RECORDS TO USE Block Start

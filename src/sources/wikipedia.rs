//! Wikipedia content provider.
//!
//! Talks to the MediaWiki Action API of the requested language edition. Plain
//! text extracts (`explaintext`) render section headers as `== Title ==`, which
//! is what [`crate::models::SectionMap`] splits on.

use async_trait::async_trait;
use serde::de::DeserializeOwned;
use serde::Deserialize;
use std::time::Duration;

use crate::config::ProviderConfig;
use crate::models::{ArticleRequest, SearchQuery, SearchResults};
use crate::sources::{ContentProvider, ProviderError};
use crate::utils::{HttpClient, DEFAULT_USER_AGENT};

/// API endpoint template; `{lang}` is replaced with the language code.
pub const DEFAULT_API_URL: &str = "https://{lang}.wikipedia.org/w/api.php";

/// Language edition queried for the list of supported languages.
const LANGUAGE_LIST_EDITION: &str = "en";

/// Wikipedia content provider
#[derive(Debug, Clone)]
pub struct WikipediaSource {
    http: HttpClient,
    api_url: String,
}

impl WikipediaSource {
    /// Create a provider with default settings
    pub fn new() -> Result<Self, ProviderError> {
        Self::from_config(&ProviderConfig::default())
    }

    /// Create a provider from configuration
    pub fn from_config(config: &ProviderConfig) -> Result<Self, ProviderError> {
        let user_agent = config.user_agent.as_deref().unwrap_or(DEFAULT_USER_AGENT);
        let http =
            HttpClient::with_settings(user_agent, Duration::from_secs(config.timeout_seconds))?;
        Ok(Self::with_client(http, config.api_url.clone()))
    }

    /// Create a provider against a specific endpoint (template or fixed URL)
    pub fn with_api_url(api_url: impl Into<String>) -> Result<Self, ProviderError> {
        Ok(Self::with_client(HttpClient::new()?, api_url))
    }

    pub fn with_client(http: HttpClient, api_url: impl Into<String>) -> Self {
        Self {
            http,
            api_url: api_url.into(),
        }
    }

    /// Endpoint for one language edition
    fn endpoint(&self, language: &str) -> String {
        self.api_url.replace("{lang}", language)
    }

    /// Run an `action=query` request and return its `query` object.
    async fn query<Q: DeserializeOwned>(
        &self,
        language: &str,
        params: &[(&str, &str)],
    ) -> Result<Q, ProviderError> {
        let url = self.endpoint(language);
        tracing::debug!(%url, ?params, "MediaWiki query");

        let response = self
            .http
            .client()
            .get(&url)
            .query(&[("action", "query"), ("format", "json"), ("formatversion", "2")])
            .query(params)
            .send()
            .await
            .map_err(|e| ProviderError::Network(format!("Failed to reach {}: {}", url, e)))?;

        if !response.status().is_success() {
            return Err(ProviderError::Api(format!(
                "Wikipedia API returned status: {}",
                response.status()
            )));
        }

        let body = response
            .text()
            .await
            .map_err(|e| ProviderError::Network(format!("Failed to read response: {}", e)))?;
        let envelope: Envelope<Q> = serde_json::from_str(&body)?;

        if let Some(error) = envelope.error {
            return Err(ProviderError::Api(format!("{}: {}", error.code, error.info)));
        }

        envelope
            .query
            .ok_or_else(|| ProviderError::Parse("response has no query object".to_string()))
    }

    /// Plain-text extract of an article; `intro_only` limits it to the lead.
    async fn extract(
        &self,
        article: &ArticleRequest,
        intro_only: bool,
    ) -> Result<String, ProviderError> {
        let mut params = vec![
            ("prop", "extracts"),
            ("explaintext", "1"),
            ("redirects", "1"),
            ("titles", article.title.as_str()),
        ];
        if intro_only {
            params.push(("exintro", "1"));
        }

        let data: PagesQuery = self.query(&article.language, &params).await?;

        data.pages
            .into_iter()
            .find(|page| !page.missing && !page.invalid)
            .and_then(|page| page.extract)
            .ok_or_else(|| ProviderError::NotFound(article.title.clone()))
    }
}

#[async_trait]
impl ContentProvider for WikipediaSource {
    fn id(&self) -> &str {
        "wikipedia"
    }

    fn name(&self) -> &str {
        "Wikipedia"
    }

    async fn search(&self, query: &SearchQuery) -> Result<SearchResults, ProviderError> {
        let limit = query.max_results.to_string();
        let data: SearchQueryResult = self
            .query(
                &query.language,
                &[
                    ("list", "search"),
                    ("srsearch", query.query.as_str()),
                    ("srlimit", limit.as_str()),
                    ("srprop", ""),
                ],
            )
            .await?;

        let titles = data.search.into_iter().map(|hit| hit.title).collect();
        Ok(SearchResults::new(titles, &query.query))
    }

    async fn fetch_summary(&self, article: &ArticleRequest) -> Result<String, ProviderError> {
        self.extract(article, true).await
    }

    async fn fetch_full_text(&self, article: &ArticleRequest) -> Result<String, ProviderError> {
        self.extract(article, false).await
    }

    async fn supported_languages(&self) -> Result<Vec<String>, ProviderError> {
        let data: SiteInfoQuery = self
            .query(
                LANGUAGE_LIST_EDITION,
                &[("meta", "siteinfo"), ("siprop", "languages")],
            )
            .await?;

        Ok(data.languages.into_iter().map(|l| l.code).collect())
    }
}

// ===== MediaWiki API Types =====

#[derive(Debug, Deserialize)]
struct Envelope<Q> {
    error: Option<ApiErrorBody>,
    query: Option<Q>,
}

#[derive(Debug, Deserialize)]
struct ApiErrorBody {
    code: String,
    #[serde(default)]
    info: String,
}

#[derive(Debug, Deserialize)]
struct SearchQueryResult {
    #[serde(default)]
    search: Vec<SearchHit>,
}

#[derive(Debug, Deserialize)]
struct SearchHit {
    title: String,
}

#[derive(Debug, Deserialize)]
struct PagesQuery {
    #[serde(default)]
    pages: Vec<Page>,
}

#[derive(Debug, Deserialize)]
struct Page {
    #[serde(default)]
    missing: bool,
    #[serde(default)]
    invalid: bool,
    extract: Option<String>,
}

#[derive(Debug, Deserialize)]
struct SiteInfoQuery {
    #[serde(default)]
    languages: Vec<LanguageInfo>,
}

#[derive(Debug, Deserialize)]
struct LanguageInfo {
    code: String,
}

RECORDS TO USE Block End

- [TASK INSTRUCTIONS] Please give the number of lines in the data above where the word "titles" appears, and nothing besides.

- [RESPONSE AREA] 3